SOLUTION: Thanks to @John Bollinger for providing the framework for the solution.

Because Impala does not index, the quickest solution involved creating a temporary table that narrows down the number of rows passed to string operations, as shown in the ens temp table.

WITH ens AS (
 SELECT DISTINCT chromosome as chr, start, stop, gene_name
   FROM public_hg19.ensembl_genes
  WHERE (gene_name IN ( 'BRCA1', 'BRCA2')
     OR gene_name LIKE 'RAS%')
    AND chromosome NOT LIKE "H%"
)
SELECT p.*, k.chromosome, k.pos, k.id, k.ref, k.alt,
       k.qual, (k.alle_freq * 100) as kav_freqPct, k.alle_cnt as kav_count
  FROM
(SELECT DISTINCT p.sample_id, p.chr, p.pos, p.id,
                 p.ref, p.alt, p.qual, p.filter,
                 ens.gene_name
  FROM ens, p7_ptb.itmi_102_puzzle p
  WHERE p.chr = ens.chr
  AND p.gt IS NOT NULL
  AND p.pos >= ens.start AND p.pos <= ens.stop
) AS p
LEFT JOIN public_hg19.kaviar k
      ON p.chr = k.chromosome
      AND p.pos = k.pos
      AND p.ref = k.ref
      AND p.alt = k.alt
WHERE COALESCE(k.alle_freq, 0.0) < .10

The following line, as pointed out by @Gordon Linoff could also be

WHERE (k.alle_freq IS NULL OR k.alle_freq < 0.10)

Both final clauses return the same results, but on impala, the coalesce function is somehow faster.


Solution

  • The two queries you present don't seem to match up. Table names differ, and some of the filter conditions simply don't correlate. In particular, from whence came the condition AND ens.chromosome NOT LIKE "H%" (with its incorrect quotes)?

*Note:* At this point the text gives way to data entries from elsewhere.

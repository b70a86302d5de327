use std::collections::BTreeMap;
use std::path::PathBuf;

use trellis_core::coordinate::Coordinate;
use trellis_core::module_id::ModuleId;
use trellis_core::version::Version;
use trellis_util::errors::{TrellisError, TrellisResult};

use crate::error::{ErrorReport, ResolutionError};
use crate::tree::{NodeId, NodeKind, ResolvedDependencyNode, ResolvedTree};

/// Outcome of one resolution, possibly partial.
#[derive(Debug, Clone, Default)]
pub struct ResolveResult {
    pub tree: ResolvedTree,
    pub resolved_versions: BTreeMap<ModuleId, Version>,
    /// Artifact and local files, deduplicated, in tree pre-order.
    pub files: Vec<PathBuf>,
    pub errors: Vec<ResolutionError>,
}

impl ResolveResult {
    pub fn contains(&self, module: &ModuleId) -> bool {
        self.resolved_versions.contains_key(module)
    }

    pub fn version_of(&self, module: &ModuleId) -> Option<&Version> {
        self.resolved_versions.get(module)
    }

    /// Every node in depth-first pre-order, root excluded.
    pub fn to_flatten_list(&self) -> Vec<&ResolvedDependencyNode> {
        self.tree
            .pre_order()
            .into_iter()
            .map(|id| self.tree.node(id))
            .collect()
    }

    /// Files of the nodes of `module`.
    pub fn files_for(&self, module: &ModuleId) -> Vec<&PathBuf> {
        let mut files: Vec<&PathBuf> = Vec::new();
        for node in self.to_flatten_list() {
            if node.module_id() == Some(module) {
                for file in &node.files {
                    if !files.contains(&file) {
                        files.push(file);
                    }
                }
            }
        }
        files
    }

    /// Winning coordinates of module nodes, once each, in pre-order.
    pub fn involved_coordinates(&self) -> Vec<Coordinate> {
        let mut coordinates: Vec<Coordinate> = Vec::new();
        for node in self.to_flatten_list() {
            if node.evicted {
                continue;
            }
            if let Some(c) = node.resolved_coordinate() {
                if !coordinates.contains(&c) {
                    coordinates.push(c);
                }
            }
        }
        coordinates
    }

    pub fn has_errors(&self) -> bool {
        !self.errors.is_empty()
    }

    pub fn error_report(&self) -> ErrorReport {
        ErrorReport::new(self.errors.clone())
    }

    pub fn assert_no_error(&self) -> TrellisResult<()> {
        if self.errors.is_empty() {
            return Ok(());
        }
        Err(TrellisError::Resolution {
            message: self
                .errors
                .iter()
                .map(ResolutionError::to_string)
                .collect::<Vec<_>>()
                .join("; "),
        })
    }

    /// Concatenate two results: `other`'s top-level nodes follow ours.
    ///
    /// Versions of `self` win where both resolved the same module.
    pub fn and(&self, other: &ResolveResult) -> ResolveResult {
        let mut merged = self.clone();
        let root = merged.tree.root();
        for child in other.tree.node(other.tree.root()).children() {
            graft(&mut merged.tree, root, &other.tree, *child);
        }
        for (module, version) in &other.resolved_versions {
            merged
                .resolved_versions
                .entry(module.clone())
                .or_insert_with(|| version.clone());
        }
        for file in &other.files {
            if !merged.files.contains(file) {
                merged.files.push(file.clone());
            }
        }
        for error in &other.errors {
            if !merged.errors.contains(error) {
                merged.errors.push(error.clone());
            }
        }
        merged
    }
}

fn graft(into: &mut ResolvedTree, parent: NodeId, from: &ResolvedTree, id: NodeId) {
    let node = from.node(id);
    if node.kind == NodeKind::Root {
        return;
    }
    let mut copy = ResolvedDependencyNode::new(node.kind.clone());
    copy.declared_version = node.declared_version.clone();
    copy.resolved_version = node.resolved_version.clone();
    copy.qualifiers = node.qualifiers.clone();
    copy.transitivity = node.transitivity;
    copy.files = node.files.clone();
    copy.error = node.error.clone();
    copy.cycle = node.cycle;
    copy.evicted = node.evicted;
    let new_id = into.add(parent, copy);
    for child in node.children() {
        graft(into, new_id, from, *child);
    }
}

#[cfg(test)]
mod tests {
    use super::*;

    #[test]
    fn assert_no_error_lists_errors() {
        let mut result = ResolveResult::default();
        assert!(result.assert_no_error().is_ok());
        result.errors.push(ResolutionError::unresolved(
            &Coordinate::parse("org:a:1.0").unwrap(),
            "not found",
        ));
        let err = result.assert_no_error().unwrap_err();
        assert!(err.to_string().contains("Unable to resolve org:a:1.0: not found"));
    }

    #[test]
    fn and_appends_nodes_and_keeps_first_versions() {
        let mut left = ResolveResult::default();
        let a = ModuleId::new("org", "a");
        left.resolved_versions.insert(a.clone(), Version::of("1.0"));
        let root = left.tree.root();
        left.tree.add(
            root,
            ResolvedDependencyNode::new(NodeKind::Module {
                coordinate: Coordinate::parse("org:a:1.0").unwrap(),
            }),
        );

        let mut right = ResolveResult::default();
        right.resolved_versions.insert(a.clone(), Version::of("2.0"));
        let root = right.tree.root();
        right.tree.add(
            root,
            ResolvedDependencyNode::new(NodeKind::Files {
                label: "files[x.jar]".into(),
            }),
        );

        let merged = left.and(&right);
        assert_eq!(merged.tree.len(), 2);
        assert_eq!(merged.version_of(&a).unwrap().value(), "1.0");
        assert_eq!(merged.to_flatten_list()[1].to_string(), "files[x.jar]");
    }
}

    I do think your outer join approach is promising, but I don't understand why you need a CTE or an inline view.

    Also, "any gene that starts with 'BRC'" includes 'BRCA1' and 'BRCA2', so you don't need to test those separately. Removing redundant conditions may improve performance a little.

    Furthermore, if happens to be the case that the structure of your data will preclude duplicate rows anyway, then explicitly selecting DISTINCT rows cannot help you, but might harm you. (Nevertheless, I follow your lead by including it in my suggested query.) If there are many results then SELECT DISTINCT is expensive; especially so if you are selecting a lot of columns.

    This seems like it accurately expresses the query you describe:

    SELECT DISTINCT
      p.sample_id, p.chr, p.pos, p.ref,
      p.alt, p.gt, p.qual, p.filter
    FROM
      p7_ptb.itmi_102_puzzle p
      join public_hg19.ensembl_genes ens
        ON p.chr = ens.chromosome
      left join public_hg19.kaviar k
        ON p.chr = k.chromosome
          AND p.pos = k.pos
          AND p.ref = k.ref
          AND p.alt = k.alt
    WHERE
      ens.gene_name LIKE 'BRC%'
      AND ens.chromosome NOT LIKE 'H%'
      AND p.pos BETWEEN ens.start AND ens.stop
      AND COALESCE(k.alle_freq, 0.0) < .10
    

    If it's not fast enough for you then you'll want to examine your query plan to determine what the bottleneck is rather than trying to guess.